On Thu, 9 Aug 2001, Peter Tattam wrote:

> One question.
>
> In a transport level multihoming scenario, should two addresses that differ in
> the lower 64 bits (node address part) be considered independent nodes and
> handled in the traditional manner with regard to multiple addresses?

My opinion is that:

Hosts should consult DNS to get a list of addresses associated with a name
and pass these addresses to the transport API. This set of addresses MAY
or MAY NOT be for a single host.

The transport protocol will then attempt to connect, most likely by trying
to tack up a connection with the first host on the list. The transport
level will communicate the rest of the valid addresses for the hosts.

This allows DNS to continue to round robin separate hosts, as well as
initiating link.

> Why I ask is that the upper 64 bits of all possible full addresses for a
> particular node that is multihomed have particular properties that would be
> useful to exploit in transport level multihoming.  If the lower 64 bits is not
> identical between multiple addresses, it could lead to inefficiencies in a
> compressed representation of the list of IPv6 addresses.  It may also be
> important to some layers of any multihoming protocol to consider that addresses
> which differ in the lower 64 bits would not being equivalent for the purposes
> of multihoming.

I don't believe using the lower 64 bits to identify the host is the
correct solution.
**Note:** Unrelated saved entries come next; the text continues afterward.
//! In-process handoff queue between the responder and the generator.

use kondate_core::{error::KondateError, message::GenerationJob, traits::JobQueue};
use tokio::sync::mpsc::{self, error::TrySendError};

/// Producer half of the handoff queue. Publishing never waits.
#[derive(Clone)]
pub struct ChannelQueue {
    tx: mpsc::Sender<GenerationJob>,
}

/// A bounded queue and its consumer end.
pub fn channel(capacity: usize) -> (ChannelQueue, mpsc::Receiver<GenerationJob>) {
    let (tx, rx) = mpsc::channel(capacity.max(1));
    (ChannelQueue { tx }, rx)
}

impl JobQueue for ChannelQueue {
    fn publish(&self, job: GenerationJob) -> Result<(), KondateError> {
        self.tx.try_send(job).map_err(|e| match e {
            TrySendError::Full(job) => {
                KondateError::Handoff(format!("queue full, dropped job {}", job.id))
            }
            TrySendError::Closed(job) => {
                KondateError::Handoff(format!("generator stopped, dropped job {}", job.id))
            }
        })
    }
}

#[cfg(test)]
mod tests {
    use super::*;
    use kondate_core::message::{InboundRequest, Platform, ReplyTarget, ReplyVia, VerifiedRequest};
    use kondate_core::prompt::PromptTemplate;
    use kondate_core::signature::authentic_for_tests;

    fn job(input: &str) -> GenerationJob {
        let now = chrono::Utc::now();
        let request = InboundRequest {
            platform: Platform::Slack,
            user_id: "U1".into(),
            text: input.into(),
            reply_target: ReplyTarget::ResponseUrl("https://hooks.slack.test/1".into()),
            reply_via: ReplyVia::HttpBody,
            received_at: now,
        };
        let verified = VerifiedRequest::new(request, &authentic_for_tests(now));
        GenerationJob::new(&verified, PromptTemplate::Ingredients, input.into())
    }

    #[tokio::test]
    async fn test_publish_then_consume_once() {
        let (queue, mut rx) = channel(4);
        let sent = job("キャベツ");
        let id = sent.id;
        queue.publish(sent).unwrap();

        let received = rx.recv().await.unwrap();
        assert_eq!(received.id, id);
        assert!(rx.try_recv().is_err());
    }

    #[test]
    fn test_full_queue_is_handoff_error() {
        let (queue, _rx) = channel(1);
        queue.publish(job("一")).unwrap();
        let err = queue.publish(job("二")).unwrap_err();
        assert!(matches!(err, KondateError::Handoff(_)));
        assert!(err.to_string().contains("queue full"));
    }

    #[test]
    fn test_closed_queue_is_handoff_error() {
        let (queue, rx) = channel(1);
        drop(rx);
        let err = queue.publish(job("卵")).unwrap_err();
        assert!(err.to_string().contains("generator stopped"));
    }
}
For example, what happens when I want to use the
16bits of site networking to perform future-internet-like multihoming
inside my own AS (I probably wouldn't do this because of address
proliferation and because I wouldn't have scaling problems with
traditional multihoming on a local scale)?

Or a more obvious example: The 8+8 limits the minimum network that can
separately multihome to /64. On the IPv4 internet, people complain that
some providers filter their deaggregated /24 announcements!

I would have to see some pretty compelling optimizations for a change
which would effectively exclude all small institutions from multihoming.